BARCELÓ NURA il design hotel sostenibile

Turismo e Ambiente


Una baia di Minorca

Lo scorso luglio Barceló Hotel Group ha aperto le porte del Barceló Nura nel comune di Sant Lluís, nel sud di Minorca. Da allora, il nuovo Barceló Nura, il cui nome si riferisce all’influenza dei Fenici sulla cultura dell’isola – è un derivato di ‘nur’ che significa fuoco – è diventato uno dei punti di riferimento dell’architettura sostenibile e del rispetto per l’ambiente del isola, dichiarata Riserva della Biosfera nel 1993.

Se c’è un luogo incantevole sull’isola, è Binibeca, che è stata costruita nel 1972 con una premessa, per diventare la città di artisti e intellettuali, e da cui si accederà fino quasi a raggiungere Punta Prima al Barceló Nura. Un’enclave unica sull’isola dove l’architettura dell’hotel si fonde con i tradizionali edifici a due piani, sabbia bianca e balconi in legno.

L’hotel, di nuova costruzione ha 128 camere, di cui 45 con accesso diretto ad una piscina semi-privata. Il luogo perfetto per una pausa praticando il vero turismo sostenibile.

Design in armonia con la natura

Il design del Barceló Nura è stato progettato dallo studio di architettura di Minorca FG Arquitectes, con alla guida gli architetti Cristina Farreny e Rafael García. Azienda locale con un obiettivo chiaro: integrazione e rispetto dell’ambiente. Dichiarata Riserva della Biosfera nel 1993, Minorca possiede alcuni degli habitat meglio conservati del Mediterraneo. È proprio questa condizione che ha fatto sì che il Barceló Nura si è subito affermato come hotel sostenibile nell’isola.

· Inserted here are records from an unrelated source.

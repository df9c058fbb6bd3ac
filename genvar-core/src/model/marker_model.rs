//! MarkerModel: fitted marker effects, used to score new individuals.

use serde::{Deserialize, Serialize};

use crate::marker::{Lambda, MarkerFit};

/// Marker effects persisted to `.gvm` files.
#[derive(Debug, Clone, PartialEq, Serialize, Deserialize)]
pub struct MarkerModel {
    /// Magic bytes for validation.
    pub magic: [u8; 4],
    /// Version number for forward compatibility.
    pub version: u32,
    /// Marker IDs, one per effect.
    pub marker_ids: Vec<String>,
    pub effects: Vec<f64>,
    /// Fixed effects from the training fit (intercept first when present).
    pub fixed_effects: Vec<f64>,
    /// Penalty the model was fitted with.
    pub lambda: Lambda,
    pub n_train: usize,
    pub sweeps: usize,
    pub converged: bool,
}

impl MarkerModel {
    /// Magic bytes: "GVMM" (GenVar Marker Model).
    pub const MAGIC: [u8; 4] = [b'G', b'V', b'M', b'M'];
    /// Current model version.
    pub const VERSION: u32 = 1;

    pub fn new(marker_ids: Vec<String>, effects: Vec<f64>, fixed_effects: Vec<f64>) -> Self {
        Self {
            magic: Self::MAGIC,
            version: Self::VERSION,
            marker_ids,
            effects,
            fixed_effects,
            lambda: Lambda::Scalar(0.0),
            n_train: 0,
            sweeps: 0,
            converged: true,
        }
    }

    /// Build from a streamed fit, which carries marker IDs.
    pub fn from_fit(fit: &MarkerFit, lambda: Lambda) -> Self {
        Self {
            lambda,
            n_train: fit.residual.len(),
            sweeps: fit.sweeps,
            converged: fit.converged,
            ..Self::new(
                fit.marker_ids.clone(),
                fit.effects.clone(),
                fit.fixed_effects.clone(),
            )
        }
    }

    pub fn n_markers(&self) -> usize {
        self.marker_ids.len()
    }
}
/// Frame Sequencer: parallel and sequential assembly of composited frames.
pub mod sequencer;
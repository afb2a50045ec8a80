/// Silent H.264 output through a system `ffmpeg`.
pub mod ffmpeg;
/// External audio-aware muxer boundary.
pub mod mux;
/// Frame sink contract.
pub mod sink;
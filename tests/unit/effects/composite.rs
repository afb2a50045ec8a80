use super::*;
use image::{Rgb, Rgba};

fn gradient_bg(w: u32, h: u32) -> RgbImage {
    RgbImage::from_fn(w, h, |x, y| Rgb([(x * 7) as u8, (y * 11) as u8, ((x + y) * 3) as u8]))
}

#[test]
fn transparent_foreground_is_identity() {
    let bg = gradient_bg(16, 9);
    let fg = RgbaImage::from_pixel(5, 5, Rgba([255, 0, 255, 0]));
    for (x, y) in [(0, 0), (3, 2), (-2, -2), (14, 7)] {
        let out = composite(bg.clone(), &fg, x, y);
        assert_eq!(out, bg, "offset ({x},{y})");
    }
}

#[test]
fn opaque_full_cover_reproduces_foreground() {
    let bg = gradient_bg(8, 6);
    let fg = RgbaImage::from_fn(8, 6, |x, y| Rgba([x as u8 * 30, 200, y as u8 * 40, 255]));
    let out = composite(bg, &fg, 0, 0);
    for (x, y, p) in out.enumerate_pixels() {
        let f = fg.get_pixel(x, y).0;
        assert_eq!(p.0, [f[0], f[1], f[2]]);
    }
}

#[test]
fn half_alpha_blends_with_truncation() {
    let bg = RgbImage::from_pixel(1, 1, Rgb([100, 0, 255]));
    let fg = RgbaImage::from_pixel(1, 1, Rgba([201, 255, 0, 128]));
    let out = composite(bg, &fg, 0, 0);
    let a = 128.0f64 / 255.0;
    let expect = |f: f64, b: f64| (f * a + b * (1.0 - a)) as u8;
    assert_eq!(
        out.get_pixel(0, 0).0,
        [expect(201.0, 100.0), expect(255.0, 0.0), expect(0.0, 255.0)]
    );
}

#[test]
fn low_alpha_blend_truncates_in_double_precision() {
    // 1 * a + 103 * (1 - a) lands just below 101 at a = 5 / 255.
    let bg = RgbImage::from_pixel(1, 1, Rgb([103, 103, 103]));
    let fg = RgbaImage::from_pixel(1, 1, Rgba([1, 1, 1, 5]));
    let out = composite(bg, &fg, 0, 0);
    assert_eq!(out.get_pixel(0, 0).0, [100, 100, 100]);
}

#[test]
fn partially_offscreen_foreground_is_clipped() {
    let bg = RgbImage::from_pixel(10, 10, Rgb([0, 0, 0]));
    let fg = RgbaImage::from_pixel(4, 4, Rgba([255, 255, 255, 255]));

    let out = composite(bg.clone(), &fg, 8, -2);
    let white = out.pixels().filter(|p| p.0 == [255, 255, 255]).count();
    assert_eq!(white, 2 * 2);
    assert_eq!(out.get_pixel(9, 0).0, [255, 255, 255]);
    assert_eq!(out.get_pixel(7, 0).0, [0, 0, 0]);

    let isect = intersect(10, 10, 4, 4, 8, -2).unwrap();
    assert_eq!(
        isect,
        Intersection {
            bg_x: 8,
            bg_y: 0,
            fg_x: 0,
            fg_y: 2,
            width: 2,
            height: 2,
        }
    );
}

#[test]
fn disjoint_placement_is_silent_noop() {
    let bg = gradient_bg(10, 10);
    let fg = RgbaImage::from_pixel(4, 4, Rgba([255, 255, 255, 255]));
    let mut out = bg.clone();
    assert!(composite_in_place(&mut out, &fg, 10, 0).is_none());
    assert!(composite_in_place(&mut out, &fg, -4, 3).is_none());
    assert!(composite_in_place(&mut out, &fg, 2, 50).is_none());
    assert_eq!(out, bg);
}

#[test]
fn foreground_region_uses_matching_source_pixels() {
    let bg = RgbImage::new(6, 6);
    let fg = RgbaImage::from_fn(3, 3, |x, y| Rgba([x as u8 + 1, y as u8 + 1, 9, 255]));
    let out = composite(bg, &fg, -1, -1);
    // bg (0,0) takes fg (1,1)
    assert_eq!(out.get_pixel(0, 0).0, [2, 2, 9]);
    assert_eq!(out.get_pixel(1, 1).0, [3, 3, 9]);
    assert_eq!(out.get_pixel(2, 2).0, [0, 0, 0]);
}
#![forbid(unsafe_code)]

//! Avatar-overlay video compositing.
//!
//! A green-screen avatar clip is keyed, placed on a main video according to a reproducible
//! [`LayoutPlan`], previewed as a still, and later rendered into a full video in either
//! [`AssemblyMode::Parallel`] or [`AssemblyMode::Sequential`] with audio re-attached by an external
//! muxer.
//!
//! The usual entry point is [`OverlayEngine`]: `generate_previews` draws and commits one plan per
//! avatar clip, `generate_videos` replays those plans unchanged.

pub mod batch;
pub mod config;
pub mod effects;
pub mod encode;
pub mod foundation;
pub mod layout;
pub mod media;
pub mod sequence;
pub mod session;

pub use batch::engine::{
    CancelToken, ClipReport, OverlayEngine, PreviewOutput, PreviewSet, preview_file_name,
    video_file_name,
};
pub use config::EngineConfig;
pub use effects::chroma_key::{ChromaKey, Hsv8, extract_alpha, rgb_to_hsv8};
pub use effects::composite::{composite, composite_in_place};
pub use encode::ffmpeg::{FfmpegSink, FfmpegSinkOpts, FfmpegTools};
pub use encode::mux::{AudioTrack, AudioTreatment, CommandOutcome, FfmpegMuxer, MuxRequest, Muxer};
pub use encode::sink::{FrameSink, InMemorySink, SinkConfig};
pub use foundation::core::{Fps, FrameIndex, Offset, PixelRect, Size};
pub use foundation::error::{OverlayError, OverlayResult};
pub use layout::planner::{LayoutPlan, LayoutPlanner, LayoutPolicy, PlacementZone, clip_rng};
pub use layout::store::{ClipId, PlanStore};
pub use media::probe::{VideoInfo, probe_video};
pub use media::source::{
    FfmpegSourceProvider, FfmpegVideoSource, FrameStream, MemorySourceProvider, MemoryVideoSource,
    SourceProvider, VideoSource,
};
pub use sequence::sequencer::{AssemblyMode, FrameSequence, FrameSequencer, SequenceStats};
pub use session::render_session::{
    RenderJob, RenderOutput, RenderSession, RenderSessionOpts, SinkFactory, ffmpeg_sink_factory,
};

L’ambiente e l’orografia naturale dell’isola sono stati rispettati nella realizzazione degli elementi costruttivi. “Volevamo creare un ambiente dove l’acqua, distribuita tramite teli attraverso le aree comuni, si integrasse con gli edifici che contengono le camere e il resto delle camere dell’hotel. Anche l’adattamento del basso edificio all’orografia naturale del terreno è stato uno degli aspetti da curare come modalità di integrazione con l’ambiente naturale”, afferma Gabriel Bugeda, del FONDO FST.

Il design è stato concepito dall’uso di materiali semplici legati alla costruzione tradizionale dell’isola. Sono stati utilizzati elementi come la pietra naturale, che replica le tradizionali recinzioni di Minorca o il legno su strutture leggere per creare zone d’ombra. L’acqua ha un suo ruolo. Attraversando diverse superfici, si fonde completamente con il paesaggio naturale che circonda l’hotel. A sua volta, il progetto paesaggistico ha tenuto conto delle specie autoctone che, oltre a integrare e rispettare la biodiversità dell’isola, servono a dare il peso del colore a un complesso architettonico guidato dai toni naturali.

“L’osservazione dell’ambiente è stata un’opera in sé che ci ha aiutato a creare un hotel con DNA locale, dove risaltano i materiali tradizionali, i colori naturali e un edificio che non si distingue in altezza per rispettare il paesaggio”, conclude Gabriel Bugeda, dal FONDO FST.

In termini di sostenibilità, Barceló Nura rispetta l’ambiente attraverso misure come l’uso di acqua riciclata e illuminazione a basso consumo combinati con un sistema di controllo della luce; la produzione di acqua calda per il consumo attraverso il solo utilizzo; oppure l’utilizzo di sistemi di controllo degli impianti di condizionamento che limitino il funzionamento al tempo necessario, e quindi il consumo di energia elettrica dell’intero albergo.